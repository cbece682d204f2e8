//! Scripted backend shared by bridge and controller tests.

use async_trait::async_trait;
use std::collections::VecDeque;
use std::sync::{Arc, Mutex};
use tokio::sync::Notify;

use super::gemini::{BackendError, ChatBackend, GenerateRequest, GenerateResponse};

pub struct ScriptedBackend {
    script: Mutex<VecDeque<Result<GenerateResponse, BackendError>>>,
    requests: Mutex<Vec<GenerateRequest>>,
    gate: Option<Arc<Notify>>,
}

impl ScriptedBackend {
    pub fn new(script: Vec<Result<GenerateResponse, BackendError>>) -> Self {
        Self {
            script: Mutex::new(script.into()),
            requests: Mutex::new(Vec::new()),
            gate: None,
        }
    }

    /// Replies the same text forever.
    pub fn echo_forever(text: &str) -> Self {
        let replies = (0..64)
            .map(|_| Ok(GenerateResponse { text: text.to_string(), ..Default::default() }))
            .collect();
        Self::new(replies)
    }

    /// Every call waits on `gate` before answering.
    pub fn gated(mut self, gate: Arc<Notify>) -> Self {
        self.gate = Some(gate);
        self
    }

    pub fn requests(&self) -> Vec<GenerateRequest> {
        self.requests.lock().unwrap().clone()
    }
}

#[async_trait]
impl ChatBackend for ScriptedBackend {
    async fn generate(&self, request: &GenerateRequest) -> Result<GenerateResponse, BackendError> {
        self.requests.lock().unwrap().push(request.clone());
        if let Some(gate) = &self.gate {
            gate.notified().await;
        }
        self.script
            .lock()
            .unwrap()
            .pop_front()
            .unwrap_or_else(|| Err(BackendError::Transport("script exhausted".into())))
    }
}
================================
## Prompt
Each line from the top of the material above through the line with "pub struct ScriptedBackend" must be echoed exactly, and no other line.

## Answer to the exercise
repository cbece682d204f2e8
//! Scripted backend shared by bridge and controller tests.

use async_trait::async_trait;
use std::collections::VecDeque;
use std::sync::{Arc, Mutex};
use tokio::sync::Notify;

use super::gemini::{BackendError, ChatBackend, GenerateRequest, GenerateResponse};

pub struct ScriptedBackend {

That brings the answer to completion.